Publications and Research
Document Type
Book Chapter or Section
Publication Date
2019
Abstract
The papers in this volume continue the quest to investigate the moderating factors and understand the mechanisms underlying effects (or lack thereof) of bilingualism on cognition in children, adults, and the elderly. They grew out of a 2015 workshop organized by two of us (Irina Sekerina and Virginia Valian) at the Graduate Center of the City University of New York, funded by NSF’s Developmental and Learning Sciences and Linguistics Programs (grant #1451631). The workshop’s goal was to bring together researchers whose fields did not always overlap and who could learn from each other’s insights. In attendance were linguists working on bilingualism, cognitive psychologists interested in executive function and working memory, and medical researchers studying executive function in the laboratory and in the field. Until our workshop, the conditions and factors instrumental to connecting bilingualism and executive function were primarily explored from within bilingualism, with less direct input from cognitive psychologists, linguists, and researchers on aging.
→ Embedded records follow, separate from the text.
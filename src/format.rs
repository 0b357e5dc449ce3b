//! Human-readable rendering of metric values
//!
//! Pure functions with no state. Thresholds follow the dashboard panels:
//! gas is abbreviated with K/M/B suffixes, ether falls back to wei below
//! 0.001, durations switch units at one second and one minute.

use crate::units::WEI_PER_ETHER;

/// Abbreviate a gas amount
pub fn format_gas(gas: f64) -> String {
    if gas >= 1e9 {
        format!("{:.2}B", gas / 1e9)
    } else if gas >= 1e6 {
        format!("{:.2}M", gas / 1e6)
    } else if gas >= 1e3 {
        format!("{:.2}K", gas / 1e3)
    } else {
        group_thousands(gas)
    }
}

/// Abbreviate an exact gas amount
pub fn format_gas_units(gas: u128) -> String {
    format_gas(gas as f64)
}

/// Render an ether amount, switching to wei for dust
pub fn format_eth(eth: f64) -> String {
    if eth >= 1.0 {
        format!("{:.4} ETH", eth)
    } else if eth >= 0.001 {
        format!("{:.6} ETH", eth)
    } else {
        format!("{:.0} wei", eth * WEI_PER_ETHER as f64)
    }
}

/// Render a millisecond duration as ms, s or m
pub fn format_time(ms: f64) -> String {
    if ms >= 60_000.0 {
        format!("{:.1}m", ms / 60_000.0)
    } else if ms >= 1_000.0 {
        format!("{:.1}s", ms / 1_000.0)
    } else {
        format!("{:.0}ms", ms)
    }
}

pub fn format_percentage(value: f64) -> String {
    format!("{:.1}%", value)
}

/// Plain number with comma grouping and at most three decimals
fn group_thousands(value: f64) -> String {
    let rendered = format!("{:.3}", value.abs());
    let (int_part, frac_part) = rendered.split_once('.').unwrap_or((rendered.as_str(), ""));
    let frac_part = frac_part.trim_end_matches('0');

    let mut grouped = String::with_capacity(int_part.len() + int_part.len() / 3);
    for (i, ch) in int_part.chars().enumerate() {
        if i > 0 && (int_part.len() - i) % 3 == 0 {
            grouped.push(',');
        }
        grouped.push(ch);
    }

    let sign = if value < 0.0 && (int_part != "0" || !frac_part.is_empty()) {
        "-"
    } else {
        ""
    };
    if frac_part.is_empty() {
        format!("{}{}", sign, grouped)
    } else {
        format!("{}{}.{}", sign, grouped, frac_part)
    }
}
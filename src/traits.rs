//! Core traits for the metrics store

use crate::error::ValidationError;

/// Boundary check for values handed to the store by collaborators.
///
/// The plain recording operations never call this; the `try_*` variants on
/// [`MetricsStore`](crate::MetricsStore) do.
pub trait Validate {
    /// Check the value for completeness and internal consistency
    fn validate(&self) -> Result<(), ValidationError>;
}

/// Check that a millisecond duration is finite and not negative
pub(crate) fn validate_duration(field: &str, value: f64) -> Result<(), ValidationError> {
    if !value.is_finite() {
        return Err(ValidationError::InvalidInput {
            field: field.to_string(),
            reason: format!("duration must be finite, got {}", value),
        });
    }
    if value < 0.0 {
        return Err(ValidationError::InvalidInput {
            field: field.to_string(),
            reason: format!("duration cannot be negative, got {}", value),
        });
    }
    Ok(())
}
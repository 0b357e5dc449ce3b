//! Time sources for the metrics store

use chrono::{DateTime, TimeZone, Utc};
use std::cell::Cell;
use std::fmt;
use std::rc::Rc;

/// Source of wall-clock time in milliseconds since epoch
pub trait Clock {
    fn now_millis(&self) -> i64;

    /// Current time as a UTC datetime
    fn now(&self) -> DateTime<Utc> {
        Utc.timestamp_millis_opt(self.now_millis())
            .single()
            .unwrap_or_else(Utc::now)
    }
}

/// Reads the system clock
#[derive(Debug, Clone, Copy, Default)]
pub struct SystemClock;

impl Clock for SystemClock {
    fn now_millis(&self) -> i64 {
        Utc::now().timestamp_millis()
    }

    fn now(&self) -> DateTime<Utc> {
        Utc::now()
    }
}

/// Clock that only moves when told to
///
/// Clones share the same instant, so a test can keep one handle and give
/// another to the store.
#[derive(Clone)]
pub struct ManualClock {
    millis: Rc<Cell<i64>>,
}

impl ManualClock {
    /// Create a clock frozen at the given instant
    pub fn new(millis: i64) -> Self {
        Self {
            millis: Rc::new(Cell::new(millis)),
        }
    }

    /// Create a clock frozen at the given datetime
    pub fn at(time: DateTime<Utc>) -> Self {
        Self::new(time.timestamp_millis())
    }

    /// Move the clock forward
    pub fn advance(&self, millis: i64) {
        self.millis.set(self.millis.get() + millis);
    }

    /// Jump to an absolute instant
    pub fn set(&self, millis: i64) {
        self.millis.set(millis);
    }
}

impl Clock for ManualClock {
    fn now_millis(&self) -> i64 {
        self.millis.get()
    }
}

impl fmt::Debug for ManualClock {
    fn fmt(&self, f: &mut fmt::Formatter<'_>) -> fmt::Result {
        f.debug_struct("ManualClock")
            .field("millis", &self.millis.get())
            .finish()
    }
}
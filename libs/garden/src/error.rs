use reqwest::StatusCode;
use thiserror::Error;

/// Failures surfaced by the stock API. None of these should crash the
/// caller: a failed fetch means no notification this cycle, and the next
/// scheduled tick is the retry.
#[derive(Debug, Error)]
pub enum StockApiError {
    #[error("request to {path} failed: {source}")]
    Transport {
        path: &'static str,
        #[source]
        source: reqwest::Error,
    },

    #[error("upstream returned {status} for {path}")]
    Upstream {
        path: &'static str,
        status: StatusCode,
    },

    #[error("malformed payload from {path}: {source}")]
    Decode {
        path: &'static str,
        #[source]
        source: reqwest::Error,
    },
}
use std::sync::Arc;

use anyhow::Result;
use bot::{Data, config::Config, health, registry::ChannelRegistry, scheduler, tracker::MessageTracker};
use garden::StockClient;
use serenity::all::{ClientBuilder, GatewayIntents};
use tracing::{error, info};
use tracing_subscriber::EnvFilter;

mod gateway;

#[tokio::main]
async fn main() -> Result<()> {
    dotenvy::dotenv().ok();
    tracing_subscriber::fmt()
        .with_env_filter(EnvFilter::try_from_default_env().unwrap_or_else(|_| EnvFilter::new("info")))
        .init();

    let config = Config::from_env();

    let data = Arc::new(Data {
        stock_api: Arc::new(StockClient::from_env()),
        channels: Arc::new(ChannelRegistry::new()),
        last_messages: Arc::new(MessageTracker::new()),
    });

    let port = config.port;
    tokio::spawn(async move {
        if let Err(e) = health::serve(port).await {
            error!(error = ?e, "liveness endpoint failed");
        }
    });

    let intents = GatewayIntents::GUILDS | GatewayIntents::GUILD_MESSAGES;

    let mut client = ClientBuilder::new(&config.discord_token, intents)
        .event_handler(gateway::Handler {
            data: Arc::clone(&data),
        })
        .await
        .expect("Err creating client");

    let notifier = Arc::new(data.notifier(client.http.clone()));
    scheduler::start(notifier);

    tokio::spawn(async move {
        if let Err(why) = client.start().await {
            error!("Client error: {why:?}");
        }
    });

    shutdown_signal().await;

    info!("Shutdown complete.");
    Ok(())
}

async fn shutdown_signal() {
    #[cfg(unix)]
    {
        use tokio::{
            select,
            signal::unix::{SignalKind, signal},
        };
        let mut sigterm =
            signal(SignalKind::terminate()).expect("failed to install SIGTERM handler");
        let mut sigint = signal(SignalKind::interrupt()).expect("failed to install SIGINT handler");
        select! {
            _ = sigterm.recv() => {},
            _ = sigint.recv()  => {},
        }
    }

    #[cfg(not(unix))]
    {
        let _ = tokio::signal::ctrl_c().await;
    }
}
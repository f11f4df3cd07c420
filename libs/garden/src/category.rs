use std::fmt;
use std::time::Duration;

/// One tracked kind of stock. The set is fixed: each category carries its
/// own upstream path and poll cadence for the lifetime of the process.
#[derive(Debug, Clone, Copy, PartialEq, Eq, Hash)]
pub enum Category {
    Gear,
    Seeds,
    Egg,
    Honey,
    Cosmetics,
}

impl Category {
    pub const ALL: [Category; 5] = [
        Category::Gear,
        Category::Seeds,
        Category::Egg,
        Category::Honey,
        Category::Cosmetics,
    ];

    pub fn as_str(self) -> &'static str {
        match self {
            Category::Gear => "gear",
            Category::Seeds => "seeds",
            Category::Egg => "egg",
            Category::Honey => "honey",
            Category::Cosmetics => "cosmetics",
        }
    }

    pub fn endpoint(self) -> &'static str {
        match self {
            Category::Gear => "/api/stock/gear",
            Category::Seeds => "/api/stock/seeds",
            Category::Egg => "/api/stock/egg",
            Category::Honey => "/api/stock/honey",
            Category::Cosmetics => "/api/stock/cosmetics",
        }
    }

    /// How often this category is polled upstream.
    pub fn poll_interval(self) -> Duration {
        match self {
            Category::Gear | Category::Seeds => Duration::from_secs(5 * 60),
            Category::Egg => Duration::from_secs(30 * 60),
            Category::Honey => Duration::from_secs(60 * 60),
            Category::Cosmetics => Duration::from_secs(4 * 60 * 60),
        }
    }
}

impl fmt::Display for Category {
    fn fmt(&self, f: &mut fmt::Formatter<'_>) -> fmt::Result {
        f.write_str(self.as_str())
    }
}
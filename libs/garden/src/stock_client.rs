use reqwest::Client;
use serde::Deserialize;
use serde::de::DeserializeOwned;
use tracing::debug;

use crate::category::Category;
use crate::error::StockApiError;

pub const DEFAULT_BASE_URL: &str = "https://growagardenstock.vercel.app";

const WEATHER_PATH: &str = "/api/weather";
const REFRESH_PATH: &str = "/api/refresh";

#[derive(Clone)]
pub struct StockClient {
    client: Client,
    base_url: String,
}

impl StockClient {
    pub fn new(base_url: impl Into<String>) -> Self {
        let base_url = base_url.into().trim_end_matches('/').to_string();
        Self {
            client: Client::new(),
            base_url,
        }
    }

    /// Reads STOCK_API_BASE_URL, falling back to the production service.
    pub fn from_env() -> Self {
        let base_url =
            std::env::var("STOCK_API_BASE_URL").unwrap_or_else(|_| DEFAULT_BASE_URL.to_string());
        Self::new(base_url)
    }

    pub async fn fetch_weather(&self) -> Result<WeatherPayload, StockApiError> {
        self.get_json(WEATHER_PATH).await
    }

    /// Fetch current stock for one category. Asks upstream to refresh its
    /// cache first; that call is best effort and its failure never aborts
    /// the fetch itself.
    pub async fn fetch_stock(&self, category: Category) -> Result<StockPayload, StockApiError> {
        self.trigger_refresh().await;
        self.get_json(category.endpoint()).await
    }

    async fn trigger_refresh(&self) {
        let url = format!("{}{}", self.base_url, REFRESH_PATH);
        if let Err(e) = self.client.get(&url).send().await {
            debug!(error = %e, "refresh request failed");
        }
    }

    async fn get_json<T: DeserializeOwned>(&self, path: &'static str) -> Result<T, StockApiError> {
        let url = format!("{}{}", self.base_url, path);

        let response = self
            .client
            .get(&url)
            .send()
            .await
            .map_err(|source| StockApiError::Transport { path, source })?;

        let status = response.status();
        if !status.is_success() {
            return Err(StockApiError::Upstream { path, status });
        }

        response
            .json()
            .await
            .map_err(|source| StockApiError::Decode { path, source })
    }
}

//
// Match the stock service JSON. Every field the service may omit is
// optional; `items` decodes as empty when absent.
//
#[derive(Debug, Deserialize, Clone, Default)]
pub struct WeatherPayload {
    pub effect: Option<String>,
    pub bonus: Option<String>,
    pub mutation: Option<String>,
}

#[derive(Debug, Deserialize, Clone, Default)]
pub struct StockPayload {
    #[serde(default)]
    pub items: Vec<StockItem>,
    pub countdown: Option<Countdown>,
}

#[derive(Debug, Deserialize, Clone)]
pub struct StockItem {
    pub name: String,
}

#[derive(Debug, Deserialize, Clone)]
pub struct Countdown {
    pub formatted: String,
}

#[cfg(test)]
mod tests {
    use super::*;
    use httpmock::prelude::*;
    use serde_json::json;

    #[tokio::test]
    async fn fetch_stock_refreshes_then_decodes_items() {
        let server = MockServer::start_async().await;
        let refresh = server
            .mock_async(|when, then| {
                when.method(GET).path("/api/refresh");
                then.status(200);
            })
            .await;
        let stock = server
            .mock_async(|when, then| {
                when.method(GET).path("/api/stock/gear");
                then.status(200).json_body(json!({
                    "items": [{ "name": "Watering Can" }, { "name": "Trowel" }],
                    "countdown": { "formatted": "4m 12s" }
                }));
            })
            .await;

        let client = StockClient::new(format!("http://{}", server.address()));
        let payload = client.fetch_stock(Category::Gear).await.unwrap();

        refresh.assert_async().await;
        stock.assert_async().await;

        let names: Vec<&str> = payload.items.iter().map(|i| i.name.as_str()).collect();
        assert_eq!(names, ["Watering Can", "Trowel"]);
        assert_eq!(payload.countdown.unwrap().formatted, "4m 12s");
    }

    #[tokio::test]
    async fn refresh_failure_does_not_abort_the_stock_fetch() {
        // No mock for /api/refresh: the mock server answers 404 and the
        // client is expected to carry on with the stock request.
        let server = MockServer::start_async().await;
        let stock = server
            .mock_async(|when, then| {
                when.method(GET).path("/api/stock/egg");
                then.status(200).json_body(json!({
                    "items": [{ "name": "Common Egg" }]
                }));
            })
            .await;

        let client = StockClient::new(format!("http://{}", server.address()));
        let payload = client.fetch_stock(Category::Egg).await.unwrap();

        stock.assert_async().await;
        assert_eq!(payload.items.len(), 1);
        assert!(payload.countdown.is_none());
    }

    #[tokio::test]
    async fn missing_items_field_decodes_as_empty() {
        let server = MockServer::start_async().await;
        server
            .mock_async(|when, then| {
                when.method(GET).path("/api/stock/honey");
                then.status(200).json_body(json!({}));
            })
            .await;

        let client = StockClient::new(format!("http://{}", server.address()));
        let payload = client.fetch_stock(Category::Honey).await.unwrap();

        assert!(payload.items.is_empty());
    }

    #[tokio::test]
    async fn non_success_status_is_an_upstream_error() {
        let server = MockServer::start_async().await;
        server
            .mock_async(|when, then| {
                when.method(GET).path("/api/weather");
                then.status(503);
            })
            .await;

        let client = StockClient::new(format!("http://{}", server.address()));
        let err = client.fetch_weather().await.unwrap_err();

        match err {
            StockApiError::Upstream { path, status } => {
                assert_eq!(path, "/api/weather");
                assert_eq!(status.as_u16(), 503);
            }
            other => panic!("expected Upstream, got {other:?}"),
        }
    }

    #[tokio::test]
    async fn malformed_payload_is_a_decode_error() {
        let server = MockServer::start_async().await;
        server
            .mock_async(|when, then| {
                when.method(GET).path("/api/weather");
                then.status(200).body("not json");
            })
            .await;

        let client = StockClient::new(format!("http://{}", server.address()));
        let err = client.fetch_weather().await.unwrap_err();

        assert!(matches!(err, StockApiError::Decode { .. }));
    }

    #[tokio::test]
    async fn weather_fields_are_optional() {
        let server = MockServer::start_async().await;
        server
            .mock_async(|when, then| {
                when.method(GET).path("/api/weather");
                then.status(200).json_body(json!({ "effect": "Rain" }));
            })
            .await;

        let client = StockClient::new(format!("http://{}", server.address()));
        let weather = client.fetch_weather().await.unwrap();

        assert_eq!(weather.effect.as_deref(), Some("Rain"));
        assert!(weather.bonus.is_none());
        assert!(weather.mutation.is_none());
    }
}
Thus, our goal was to bring together experts from different disciplines – who rarely had the opportunity to interact at the same scientific venues – and facilitate inderdisciplinary conversation that could bridge the gaps between the fields.
Included in
Cognitive Psychology Commons, First and Second Language Acquisition Commons, Psycholinguistics and Neurolinguistics Commons
Comments
This work was originally published in "Bilinguilism, Executive Function, and Beyond," edited by the authors.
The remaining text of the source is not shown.